**Exercise description:**
Look below for the line that has "when_all2, 2 =>". Set down the lines from there through the line that has "let (mut outer, outer_future)", exactly as written.

**Information given:**
####################

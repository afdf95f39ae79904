//! Example demonstrating fan-in aggregation over several futures.

use std::thread;

use promises::{when_all, when_all2, AggregateError, Promise};

fn main() {
    println!("=== when_all example ===");

    // Example 1: gather values from several worker threads, in input order.
    println!("\n1. Homogeneous gather:");
    let mut futures = Vec::new();
    let mut workers = Vec::new();
    for index in 0..4_u32 {
        let (mut promise, future) = Promise::pair();
        futures.push(future);
        workers.push(thread::spawn(move || {
            promise.set_value(index * index).unwrap();
        }));
    }
    let squares = when_all(futures).get().unwrap();
    println!("Squares in input order: {squares:?}");
    for worker in workers {
        worker.join().unwrap();
    }

    // Example 2: heterogeneous aggregation into a tuple.
    println!("\n2. Heterogeneous gather:");
    let (mut count_promise, count_future) = Promise::pair();
    let (mut label_promise, label_future) = Promise::pair();
    let both = when_all2(count_future, label_future);
    label_promise.set_value("items".to_string()).unwrap();
    count_promise.set_value(3_u32).unwrap();
    let (count, label) = both.get().unwrap();
    println!("Got {count} {label}");

    // Example 3: failures are aggregated with their input positions.
    println!("\n3. Aggregated failure:");
    let (mut ok_promise, ok_future) = Promise::pair();
    let (mut bad_promise, bad_future) = Promise::pair();
    let all = when_all(vec![ok_future, bad_future]);
    ok_promise.set_value(1).unwrap();
    bad_promise
        .set_failure(std::io::Error::other("slot two failed"))
        .unwrap();

    let failure = all.get().unwrap_err();
    let aggregate = failure.downcast_ref::<AggregateError>().unwrap();
    for (position, child) in aggregate.children() {
        println!("Input {position} failed with: {child}");
    }
}
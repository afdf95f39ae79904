//! Testing utilities shared across the test modules.

use std::panic::{self, AssertUnwindSafe};
use std::sync::Arc;
use std::thread;
use std::time::{Duration, Instant};

use parking_lot::{Condvar, Mutex};

const DEADLINE: Duration = Duration::from_secs(10);

/// Runs a test body on a worker thread and fails the test if the body does
/// not finish within the deadline, naming the operation that got stuck.
///
/// A regression in waiter notification would otherwise hang the whole suite
/// inside `get()`; this turns the hang into a prompt failure that says which
/// scenario stalled. A panic inside the body is re-raised on the test thread
/// so ordinary assertion failures report as usual.
pub(crate) fn with_deadline<F, R>(operation: &'static str, test_fn: F) -> R
where
    F: FnOnce() -> R + Send + 'static,
    R: Send + 'static,
{
    struct Checkpoint<R> {
        result: Mutex<Option<thread::Result<R>>>,
        finished: Condvar,
    }

    let checkpoint = Arc::new(Checkpoint {
        result: Mutex::new(None),
        finished: Condvar::new(),
    });

    let worker_checkpoint = Arc::clone(&checkpoint);
    let worker = thread::Builder::new()
        .name(format!("deadline-{operation}"))
        .spawn(move || {
            let outcome = panic::catch_unwind(AssertUnwindSafe(test_fn));
            *worker_checkpoint.result.lock() = Some(outcome);
            worker_checkpoint.finished.notify_one();
        })
        .expect("spawning the deadline worker thread");

    let give_up_at = Instant::now() + DEADLINE;
    let mut result = checkpoint.result.lock();
    while result.is_none() {
        let timed_out = checkpoint.finished.wait_until(&mut result, give_up_at).timed_out();
        if timed_out && result.is_none() {
            // The worker is abandoned; it is stuck in the operation under test.
            panic!("{operation} did not complete within {DEADLINE:?}");
        }
    }
    let outcome = result.take().expect("the loop above established a result");
    drop(result);

    worker
        .join()
        .expect("the worker published a result, so it is past the test body");

    match outcome {
        Ok(value) => value,
        Err(cause) => panic::resume_unwind(cause),
    }
}
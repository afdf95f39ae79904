//! Fan-in aggregation over collections of futures.
//!
//! Every input gets two attachment points: a value continuation that records
//! the slot value, and a failure observer (on the future returned by that
//! continuation) that records the slot failure. Failures never reach the
//! value continuation, so the observer is what keeps the countdown honest.
//! The participant whose decrement drives the countdown to zero is the one
//! that fulfills the aggregate promise, exactly once, regardless of how
//! successes and failures interleave.

use std::sync::atomic::{AtomicUsize, Ordering};
use std::sync::Arc;

use parking_lot::Mutex;

use crate::{AggregateError, Failure, Future, Promise};

/// Shared bookkeeping for one aggregation: the countdown, the per-slot
/// failure buffer and the take-once aggregate promise. Value buffers live
/// with the callers because their shape differs between the sequence and
/// tuple forms.
struct GatherCore<Out>
where
    Out: Send + 'static,
{
    countdown: AtomicUsize,
    failure_count: AtomicUsize,
    failures: Mutex<Vec<Option<Failure>>>,
    aggregate: Mutex<Option<Promise<Out>>>,
}

impl<Out> GatherCore<Out>
where
    Out: Send + 'static,
{
    fn new(count: usize, aggregate: Promise<Out>) -> Self {
        Self {
            countdown: AtomicUsize::new(count),
            failure_count: AtomicUsize::new(0),
            failures: Mutex::new(vec![None; count]),
            aggregate: Mutex::new(Some(aggregate)),
        }
    }

    /// A slot completed with a value. The last arrival fulfills the
    /// aggregate, with `collect` assembling the value buffer if every slot
    /// succeeded.
    fn arrive_value(&self, collect: impl FnOnce() -> Out) {
        if !self.is_last_arrival() {
            return;
        }

        if self.failure_count.load(Ordering::Relaxed) > 0 {
            self.fulfill_failed();
        } else {
            self.take_aggregate().fulfill_value(collect());
        }
    }

    /// A slot completed with a failure.
    fn record_failure(&self, index: usize, failure: Failure) {
        self.failures.lock()[index] = Some(failure);
        self.failure_count.fetch_add(1, Ordering::Relaxed);

        if self.is_last_arrival() {
            self.fulfill_failed();
        }
    }

    /// Decrements the countdown. The release half publishes this slot's
    /// buffer writes; the final decrement's acquire half observes all of them.
    fn is_last_arrival(&self) -> bool {
        self.countdown.fetch_sub(1, Ordering::AcqRel) == 1
    }

    fn fulfill_failed(&self) {
        let children: Vec<(usize, Failure)> = self
            .failures
            .lock()
            .iter_mut()
            .enumerate()
            .filter_map(|(index, slot)| slot.take().map(|failure| (index, failure)))
            .collect();

        self.take_aggregate()
            .fulfill_failure(Failure::new(AggregateError::new(children)));
    }

    fn take_aggregate(&self) -> Promise<Out> {
        self.aggregate
            .lock()
            .take()
            .expect("the aggregate promise is fulfilled exactly once")
    }
}

/// Aggregates a homogeneous collection of futures into a future of all their
/// values, in input order.
///
/// The output settles once every input has settled. If any input failed, the
/// output fails with an [`AggregateError`] carrying every child failure with
/// its input position, in input order; no partial values are exposed. An
/// empty collection yields an immediately-available empty `Vec`.
///
/// # Examples
///
/// ```rust
/// use promises::{when_all, Promise};
///
/// let (mut first, a) = Promise::pair();
/// let (mut second, b) = Promise::pair();
///
/// let all = when_all([a, b]);
///
/// // Completion order does not matter; positions are preserved.
/// second.set_value(2).unwrap();
/// first.set_value(1).unwrap();
///
/// assert_eq!(all.get().unwrap(), vec![1, 2]);
/// ```
#[must_use]
pub fn when_all<T, I>(futures: I) -> Future<Vec<T>>
where
    T: Send + 'static,
    I: IntoIterator<Item = Future<T>>,
{
    let futures: Vec<Future<T>> = futures.into_iter().collect();
    let (aggregate, result) = Promise::pair();

    if futures.is_empty() {
        aggregate.fulfill_value(Vec::new());
        return result;
    }

    let core = Arc::new(GatherCore::new(futures.len(), aggregate));
    let values: Arc<Mutex<Vec<Option<T>>>> =
        Arc::new(Mutex::new((0..futures.len()).map(|_| None).collect()));

    for (index, future) in futures.into_iter().enumerate() {
        let slot_core = Arc::clone(&core);
        let slot_values = Arc::clone(&values);
        let forwarded = future.then(move |value| {
            slot_values.lock()[index] = Some(value);

            let collect_values = Arc::clone(&slot_values);
            slot_core.arrive_value(move || {
                collect_values
                    .lock()
                    .iter_mut()
                    .map(|slot| slot.take().expect("every input recorded a value"))
                    .collect()
            });
        });

        let slot_core = Arc::clone(&core);
        forwarded.on_failure(move |failure| slot_core.record_failure(index, failure));
    }

    result
}

macro_rules! when_all_tuple {
    ($(#[$doc:meta])* $name:ident, $arity:expr => $(($T:ident, $future:ident, $idx:tt)),+) => {
        $(#[$doc])*
        #[must_use]
        pub fn $name<$($T),+>($($future: Future<$T>),+) -> Future<($($T,)+)>
        where
            $($T: Send + 'static,)+
        {
            let (aggregate, result) = Promise::pair();
            let core = Arc::new(GatherCore::new($arity, aggregate));
            let values = Arc::new(Mutex::new(($(Option::<$T>::None,)+)));

            let collect: Arc<dyn Fn() -> ($($T,)+) + Send + Sync> = {
                let values = Arc::clone(&values);
                Arc::new(move || {
                    let mut slots = values.lock();
                    ($(slots.$idx.take().expect("every input recorded a value"),)+)
                })
            };

            $(
                let slot_core = Arc::clone(&core);
                let slot_values = Arc::clone(&values);
                let slot_collect = Arc::clone(&collect);
                let forwarded = $future.then(move |value| {
                    slot_values.lock().$idx = Some(value);
                    slot_core.arrive_value(&*slot_collect);
                });

                let slot_core = Arc::clone(&core);
                forwarded.on_failure(move |failure| slot_core.record_failure($idx, failure));
            )+

            result
        }
    };
}

when_all_tuple! {
    /// Aggregates two futures of possibly different types into a future of
    /// the pair, in positional order.
    ///
    /// Failure semantics match [`when_all`]: the output fails with an
    /// [`AggregateError`] if either input fails, after both have settled.
    ///
    /// # Examples
    ///
    /// ```rust
    /// use promises::{when_all2, Promise};
    ///
    /// let (mut first, a) = Promise::pair();
    /// let (mut second, b) = Promise::pair();
    ///
    /// let both = when_all2(a, b);
    ///
    /// first.set_value(7).unwrap();
    /// second.set_value("seven".to_string()).unwrap();
    ///
    /// assert_eq!(both.get().unwrap(), (7, "seven".to_string()));
    /// ```
    when_all2, 2 => (A, future_a, 0), (B, future_b, 1)
}

when_all_tuple! {
    /// Aggregates three futures of possibly different types into a future of
    /// the triple. See [`when_all2`].
    when_all3, 3 => (A, future_a, 0), (B, future_b, 1), (C, future_c, 2)
}

when_all_tuple! {
    /// Aggregates four futures of possibly different types into a future of
    /// the quadruple. See [`when_all2`].
    when_all4, 4 => (A, future_a, 0), (B, future_b, 1), (C, future_c, 2), (D, future_d, 3)
}

when_all_tuple! {
    /// Aggregates five futures of possibly different types into a future of
    /// the quintuple. See [`when_all2`].
    when_all5, 5 => (A, future_a, 0), (B, future_b, 1), (C, future_c, 2), (D, future_d, 3), (E, future_e, 4)
}
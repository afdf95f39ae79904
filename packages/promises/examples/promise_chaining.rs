//! Example demonstrating cross-thread hand-off and continuation chaining.

use std::thread;
use std::time::Duration;

use promises::{Promise, PromiseError};

fn main() {
    println!("=== Promise chaining example ===");

    // Example 1: hand a value from a worker thread to a blocked retriever.
    println!("\n1. Cross-thread round trip:");
    let (mut promise, future) = Promise::pair();
    let producer = thread::spawn(move || {
        thread::sleep(Duration::from_millis(50));
        promise.set_value("made on a worker thread".to_string()).unwrap();
    });
    println!("Received: {}", future.get().unwrap());
    producer.join().unwrap();

    // Example 2: continuations run inline on the fulfilling thread.
    println!("\n2. Continuation chain:");
    let (mut promise, future) = Promise::pair();
    let chained = future.then(|x: u32| x + 1).then(|x| x * 10);
    promise.set_value(4).unwrap();
    println!("(4 + 1) * 10 = {}", chained.get().unwrap());

    // Example 3: a continuation returning a future is flattened.
    println!("\n3. Flattened continuation:");
    let (mut outer, outer_future) = Promise::pair();
    let (mut inner, inner_future) = Promise::pair();
    let flattened = outer_future.and_then(move |_: u32| inner_future);
    outer.set_value(7).unwrap();
    inner.set_value(99).unwrap();
    println!("Inner value observed directly: {}", flattened.get().unwrap());

    // Example 4: a dropped promise is never silent.
    println!("\n4. Broken promise:");
    let (promise, future) = Promise::<u32>::pair();
    drop(promise);
    let failure = future.get().unwrap_err();
    assert_eq!(
        failure.downcast_ref::<PromiseError>(),
        Some(&PromiseError::BrokenPromise)
    );
    println!("Observed failure: {failure}");
}
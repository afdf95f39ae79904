//! The shared completion state between one promise and one future.
//!
//! Every completion event commits exactly one disposal:
//!
//! * store the outcome and wake any blocked retriever, or
//! * invoke the installed continuation, or
//! * forward to the chained downstream promise, or
//! * hand the failure to the installed failure observer.
//!
//! The reaction slot holds at most one of the latter three, and once any
//! reaction has been installed the outcome slot stays empty forever: every
//! completion from that point on travels through the slot instead of being
//! stored. User code (continuations, observers, and their destructors) never
//! runs while the state mutex is held.
//!
//! The state itself is not reference counted by hand; both endpoints hold an
//! `Arc` strong reference (at most two) and the last endpoint to be dropped or
//! consumed releases the state.

use std::mem;

use parking_lot::{Condvar, Mutex};

use crate::continuation::Continuation;
use crate::{Failure, Promise};

/// The failure-observer form of a reaction.
pub(crate) type FailureObserver = Box<dyn FnOnce(Failure) + Send>;

/// The result slot of a shared state.
pub(crate) enum Outcome<T> {
    Empty,
    Value(T),
    Failure(Failure),
}

/// A completion event in flight: what a promise was fulfilled with.
pub(crate) enum Completion<T> {
    Value(T),
    Failure(Failure),
}

impl<T> Completion<T> {
    fn into_outcome(self) -> Outcome<T> {
        match self {
            Self::Value(value) => Outcome::Value(value),
            Self::Failure(failure) => Outcome::Failure(failure),
        }
    }
}

/// The at-most-one installed disposal target for future completions.
pub(crate) enum Reaction<T>
where
    T: Send + 'static,
{
    /// A continuation attached via `then`/`and_then`.
    Continue(Box<dyn Continuation<T>>),

    /// A chained downstream promise; the unwrap rule installs these.
    Forward(Promise<T>),

    /// A failure observer attached via `on_failure`.
    ObserveFailure(FailureObserver),
}

pub(crate) struct Inner<T>
where
    T: Send + 'static,
{
    outcome: Outcome<T>,
    reaction: Option<Reaction<T>>,
}

impl<T> Inner<T>
where
    T: Send + 'static,
{
    /// Moves a settled outcome out of the slot, leaving it empty.
    fn take_settled(&mut self) -> Option<Completion<T>> {
        match mem::replace(&mut self.outcome, Outcome::Empty) {
            Outcome::Empty => None,
            Outcome::Value(value) => Some(Completion::Value(value)),
            Outcome::Failure(failure) => Some(Completion::Failure(failure)),
        }
    }
}

pub(crate) struct SharedState<T>
where
    T: Send + 'static,
{
    inner: Mutex<Inner<T>>,
    settled: Condvar,
}

impl<T> SharedState<T>
where
    T: Send + 'static,
{
    pub(crate) fn new() -> Self {
        Self {
            inner: Mutex::new(Inner {
                outcome: Outcome::Empty,
                reaction: None,
            }),
            settled: Condvar::new(),
        }
    }

    /// Commits a completion event.
    ///
    /// If a reaction is installed it is removed under the lock and invoked
    /// after the lock is released; otherwise the outcome is stored and all
    /// blocked retrievers are woken.
    pub(crate) fn complete(&self, completion: Completion<T>) {
        let pending = {
            let mut inner = self.inner.lock();
            match inner.reaction.take() {
                Some(reaction) => Some((reaction, completion)),
                None => {
                    inner.outcome = completion.into_outcome();
                    self.settled.notify_all();
                    None
                }
            }
        };

        if let Some((reaction, completion)) = pending {
            dispatch(reaction, completion);
        }
    }

    /// Installs a reaction. If the state has already settled, the reaction
    /// instead runs immediately with the settled outcome, outside the lock.
    pub(crate) fn attach(&self, reaction: Reaction<T>) {
        let pending = {
            let mut inner = self.inner.lock();
            match inner.take_settled() {
                None => {
                    debug_assert!(
                        inner.reaction.is_none(),
                        "a consumer handle can install at most one reaction"
                    );
                    inner.reaction = Some(reaction);
                    return;
                }
                Some(settled) => (reaction, settled),
            }
        };

        let (reaction, settled) = pending;
        dispatch(reaction, settled);
    }

    /// Blocks until the state settles, then moves the outcome out.
    pub(crate) fn wait_settled(&self) -> Completion<T> {
        let mut inner = self.inner.lock();
        loop {
            if let Some(settled) = inner.take_settled() {
                return settled;
            }
            self.settled.wait(&mut inner);
        }
    }

    /// A coarse description of the state, for `Debug` output on the handles.
    pub(crate) fn status(&self) -> &'static str {
        let inner = self.inner.lock();
        if inner.reaction.is_some() {
            return "reaction installed";
        }
        match inner.outcome {
            Outcome::Empty => "pending",
            Outcome::Value(_) => "value ready",
            Outcome::Failure(_) => "failed",
        }
    }
}

/// Runs one reaction with one completion. Callers must not hold the state
/// lock; every arm may execute user code.
fn dispatch<T>(reaction: Reaction<T>, completion: Completion<T>)
where
    T: Send + 'static,
{
    match (reaction, completion) {
        (Reaction::Continue(continuation), Completion::Value(value)) => {
            continuation.on_value(value);
        }
        (Reaction::Continue(continuation), Completion::Failure(failure)) => {
            continuation.on_failure(failure);
        }
        (Reaction::Forward(downstream), Completion::Value(value)) => {
            downstream.fulfill_value(value);
        }
        (Reaction::Forward(downstream), Completion::Failure(failure)) => {
            downstream.fulfill_failure(failure);
        }
        (Reaction::ObserveFailure(observer), Completion::Failure(failure)) => {
            observer(failure);
        }
        (Reaction::ObserveFailure(observer), Completion::Value(value)) => {
            // A value retires the observer. No consumer handle can exist once
            // an observer was installed, so the value has nowhere to go.
            drop(observer);
            drop(value);
        }
    }
}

####################

**Answer space:**
    when_all2, 2 => (A, future_a, 0), (B, future_b, 1)
}

when_all_tuple! {
    /// Aggregates three futures of possibly different types into a future of
    /// the triple. See [`when_all2`].
    when_all3, 3 => (A, future_a, 0), (B, future_b, 1), (C, future_c, 2)
}

when_all_tuple! {
    /// Aggregates four futures of possibly different types into a future of
    /// the quadruple. See [`when_all2`].
    when_all4, 4 => (A, future_a, 0), (B, future_b, 1), (C, future_c, 2), (D, future_d, 3)
}

when_all_tuple! {
    /// Aggregates five futures of possibly different types into a future of
    /// the quintuple. See [`when_all2`].
    when_all5, 5 => (A, future_a, 0), (B, future_b, 1), (C, future_c, 2), (D, future_d, 3), (E, future_e, 4)
}
repository afdf95f39ae79904
filename packages/promises/examples/promise_chaining.rs
//! Example demonstrating cross-thread hand-off and continuation chaining.

use std::thread;
use std::time::Duration;

use promises::{Promise, PromiseError};

fn main() {
    println!("=== Promise chaining example ===");

    // Example 1: hand a value from a worker thread to a blocked retriever.
    println!("\n1. Cross-thread round trip:");
    let (mut promise, future) = Promise::pair();
    let producer = thread::spawn(move || {
        thread::sleep(Duration::from_millis(50));
        promise.set_value("made on a worker thread".to_string()).unwrap();
    });
    println!("Received: {}", future.get().unwrap());
    producer.join().unwrap();

    // Example 2: continuations run inline on the fulfilling thread.
    println!("\n2. Continuation chain:");
    let (mut promise, future) = Promise::pair();
    let chained = future.then(|x: u32| x + 1).then(|x| x * 10);
    promise.set_value(4).unwrap();
    println!("(4 + 1) * 10 = {}", chained.get().unwrap());

    // Example 3: a continuation returning a future is flattened.
    println!("\n3. Flattened continuation:");
    let (mut outer, outer_future) = Promise::pair();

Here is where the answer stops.